If trial counsel did not interview Fields and Normand, this mistaken finding by the state court was immaterial. Under the deferential standard of Strickland, the state court still could have found that counsel representation was reasonable with only the group interview of many relatives and friends and the individual interview of the grandmother. Petitioner has not proven that the state court wrongly applied Strickland based upon this one fact in dispute. The trial attorneys spent countless hours working on the penalty phase of the case, spoke to family members and friends, and called many of these witnesses to testify. (Rec. Doc. No. 19, p.11). Defense counsel vigorously fought on behalf of Hoffman to have the jury see him in a favorable light and refuse the death penalty. (Rec. Doc. No. 19, p.11). Therefore, under the deferential standard of Strickland, the state court's finding of adequate representation was reasonable.

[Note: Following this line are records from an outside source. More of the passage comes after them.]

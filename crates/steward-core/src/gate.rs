// SPDX-License-Identifier: MIT OR Apache-2.0
//! Stateless admission filter for intents.
//!
//! Schedulers are not trusted to respect the allow-list; everything they
//! propose passes through here before a controller sees it.

use crate::{Decision, Domain, Intent};
use std::collections::BTreeSet;

/// Intent types admitted by the default gate policy.
pub const ALLOWED_INTENT_TYPES: &[&str] = &[
    // message drafts + enqueue
    "draft_reply",
    "triage_summary",
    "ask_clarifying_question",
    "enqueue_send_draft",
    // calendar drafts + enqueue
    "agenda_draft",
    "conflict_report",
    "propose_slots",
    "enqueue_event_draft",
    // coding drafts
    "run_tests",
    "draft_patch",
    // forum drafts + enqueue
    "draft_forum_reply",
    "draft_forum_post",
];

/// What the gate admits: allow-listed types and permitted domains.
#[derive(Debug, Clone, PartialEq, Eq)]
pub struct GatePolicy {
    /// Intent types that may pass.
    pub allow_types: BTreeSet<String>,
    /// Domains that may pass.
    pub allow_domains: BTreeSet<Domain>,
}

impl Default for GatePolicy {
    fn default() -> Self {
        Self {
            allow_types: ALLOWED_INTENT_TYPES
                .iter()
                .map(|s| s.to_string())
                .collect(),
            allow_domains: Domain::ALL.into_iter().collect(),
        }
    }
}

/// The admission gate. Consults no state beyond its policy.
#[derive(Debug, Clone, Default)]
pub struct Gate {
    policy: GatePolicy,
}

impl Gate {
    /// A gate with the default policy.
    pub fn new() -> Self {
        Self::default()
    }

    /// A gate with a custom policy.
    pub fn with_policy(policy: GatePolicy) -> Self {
        Self { policy }
    }

    /// Validate one intent's shape.
    ///
    /// Reason codes on rejection: `type_not_allowlisted`, `unknown_domain`,
    /// `bad_priority` (value/urgency out of [0,1]), `bad_effort`
    /// (effort out of [0,3600]).
    pub fn decide(&self, intent: Intent) -> Decision {
        if !self.policy.allow_types.contains(&intent.kind) {
            return Decision::reject(intent, "type_not_allowlisted");
        }
        if !self.policy.allow_domains.contains(&intent.domain) {
            return Decision::reject(intent, "unknown_domain");
        }
        if !((0.0..=1.0).contains(&intent.value) && (0.0..=1.0).contains(&intent.urgency)) {
            return Decision::reject(intent, "bad_priority");
        }
        if intent.effort_s > 3600 {
            return Decision::reject(intent, "bad_effort");
        }
        Decision::accept(intent)
    }
}
// SPDX-License-Identifier: MIT OR Apache-2.0
//! steward-approve
//!
//! The auto-approval layer: pure policy predicates over typed specs, and the
//! per-tick engine that scans the queues, mints short-lived tokens for items
//! the policy accepts, and stamps them back atomically. Forum items are
//! never auto-approved; they wait for a human.
#![deny(unsafe_code)]
#![warn(missing_docs)]

/// The per-tick approval engine.
pub mod engine;
/// Pure policy predicates.
pub mod policy;

pub use engine::auto_approve_once;
pub use policy::{can_auto_approve_event, can_auto_approve_send};

/// Errors raised by the approval engine.
#[derive(Debug, thiserror::Error)]
pub enum ApproveError {
    /// Queue read/replace failure.
    #[error(transparent)]
    Queue(#[from] steward_queue::QueueError),

    /// Token minting failure.
    #[error(transparent)]
    Token(#[from] steward_token::TokenError),

    /// Ledger append failure.
    #[error(transparent)]
    Ledger(#[from] steward_ledger::LedgerError),
}
// SPDX-License-Identifier: MIT OR Apache-2.0
//! The coding scheduler: one `run_tests` per configured repository.

use steward_core::{Domain, Intent};

/// Default test command when the intent does not carry one.
pub const DEFAULT_SUITE: &str = "cargo test -q";

/// Proposes `run_tests` intents over configured repositories.
pub struct CodingScheduler<'a> {
    repos: &'a [String],
}

impl<'a> CodingScheduler<'a> {
    /// A scheduler over the configured repository list.
    pub fn new(repos: &'a [String]) -> Self {
        Self { repos }
    }

    /// Propose candidate intents for this tick.
    pub fn propose(&self) -> Vec<Intent> {
        self.repos
            .iter()
            .map(|repo| {
                Intent::new(Domain::Coding, "run_tests")
                    .with_scores(0.6, 0.4, 600)
                    .with_payload("repo", repo.clone())
                    .with_payload("suite", DEFAULT_SUITE)
                    .with_preconditions(vec!["repo_available".to_string()])
            })
            .collect()
    }
}

#[cfg(test)]
mod tests {
    use super::*;

    #[test]
    fn one_run_tests_per_repo() {
        let repos = vec!["/src/a".to_string(), "/src/b".to_string()];
        let intents = CodingScheduler::new(&repos).propose();
        assert_eq!(intents.len(), 2);
        assert_eq!(intents[0].kind, "run_tests");
        assert_eq!(intents[0].payload_str("repo"), "/src/a");
        assert_eq!(intents[0].payload_str("suite"), DEFAULT_SUITE);
    }

    #[test]
    fn no_repos_no_intents() {
        assert!(CodingScheduler::new(&[]).propose().is_empty());
    }
}
// SPDX-License-Identifier: MIT OR Apache-2.0
//! The messages scheduler.
//!
//! Heuristic by default; with an LLM configured it proposes from a strict
//! JSON schema over sanitized thread summaries and falls back to the
//! heuristic on any transport, parse, or validation failure.

use super::MAX_INTENTS_PER_TICK;
use crate::state::ThreadSummary;
use serde_json::json;
use std::sync::Arc;
use steward_core::{Domain, Intent};
use steward_llm::prompts::{system_messages_scheduler, user_messages_scheduler};
use steward_llm::{Llm, parse_intent_batch, sanitize_untrusted_text};
use tracing::debug;

/// Cap on threads shown to the model.
const MAX_THREADS_FOR_LLM: usize = 20;

/// Proposes `draft_reply` intents over inbox threads.
pub struct MessagesScheduler<'a> {
    threads: &'a [ThreadSummary],
    llm: Option<Arc<dyn Llm>>,
}

impl<'a> MessagesScheduler<'a> {
    /// A scheduler over the tick's inbox state.
    pub fn new(threads: &'a [ThreadSummary], llm: Option<Arc<dyn Llm>>) -> Self {
        Self { threads, llm }
    }

    /// Propose candidate intents for this tick.
    pub async fn propose(&self) -> Vec<Intent> {
        let Some(llm) = &self.llm else {
            return self.fallback();
        };

        let safe_threads: Vec<serde_json::Value> = self
            .threads
            .iter()
            .take(MAX_THREADS_FOR_LLM)
            .map(|th| {
                json!({
                    "thread_id": th.thread_id,
                    "message_id": th.message_id,
                    "from": sanitize_untrusted_text(&th.from, 200),
                    "subject": sanitize_untrusted_text(&th.subject, 200),
                    "snippet": sanitize_untrusted_text(&th.snippet, 800),
                    "unread": th.unread,
                    "important": th.important,
                })
            })
            .collect();
        let threads_json = match serde_json::to_string(&safe_threads) {
            Ok(s) => s,
            Err(_) => return self.fallback(),
        };

        let resp = match llm
            .complete(
                system_messages_scheduler(),
                &user_messages_scheduler(&threads_json),
                true,
            )
            .await
        {
            Ok(resp) => resp,
            Err(e) => {
                debug!(error = %e, "llm proposal failed, using heuristic");
                return self.fallback();
            }
        };
        let Some(batch_json) = resp.json else {
            return self.fallback();
        };

        match parse_intent_batch(&batch_json) {
            Ok(mut intents) => {
                intents.truncate(MAX_INTENTS_PER_TICK);
                intents
            }
            Err(e) => {
                debug!(error = %e, "llm proposal failed validation, using heuristic");
                self.fallback()
            }
        }
    }

    /// One `draft_reply` per thread: unread raises urgency, importance
    /// raises value.
    fn fallback(&self) -> Vec<Intent> {
        self.threads
            .iter()
            .take(MAX_INTENTS_PER_TICK)
            .map(|th| {
                let urgency = if th.unread { 0.8 } else { 0.4 };
                let value = if th.important { 0.7 } else { 0.4 };
                Intent::new(Domain::Messages, "draft_reply")
                    .with_scores(value, urgency, 60)
                    .with_payload("thread_id", th.thread_id.clone())
                    .with_payload("message_id", th.message_id.clone())
                    .with_payload("subject", th.subject.clone())
                    .with_payload("snippet", th.snippet.clone())
                    .with_payload("from", th.from.clone())
                    .with_preconditions(vec!["has_inbox_data".to_string()])
            })
            .collect()
    }
}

Third, Petitioner claims that for all of the reasons previously mentioned the state court's decision is also based in "an unreasonable determination of the facts in light of the evidence presented." 28 U.S.C. §2254(d)(2). Once, again the clear and convincing standard has not been met for most of Petitioner's claims of factual error in the findings of the state court. The state court's findings about the conclusions of the expert witnesses, the information provided to trial counsel, the reasoning and suspicions of trial counsel during investigation, and the following of ABA guidelines are all reasonable and have not been overturned by clear and convincing evidence. The mistake about trial counsel interviewing two family members was immaterial to the decision of the state court. Given the group interview of many family and friends, the finding that two family members were not interviewed would not under the clear and convincing standard alter the finding of adequate representation. Countless hours of preparation by trial counsel and the deferential standard of Strickland further support the state court's ultimate findings here as reasonable in all aspects. A reasonable probability of a different outcome has not been established. Claim II - N on-Disclosure of Coroner Investigator's Report and Alleged Failure to Correct Misleading Testimony

The only issue in dispute at the guilt phase of the trial was specific intent. Hoffman has maintained since his confession that he shot the victim accidentally during a struggle with his gun. (Rec Doc. No. 1, p. 103). Without specific intent to kill, Petitioner could not be guilty of first degree murder and would not be eligible for the death penalty.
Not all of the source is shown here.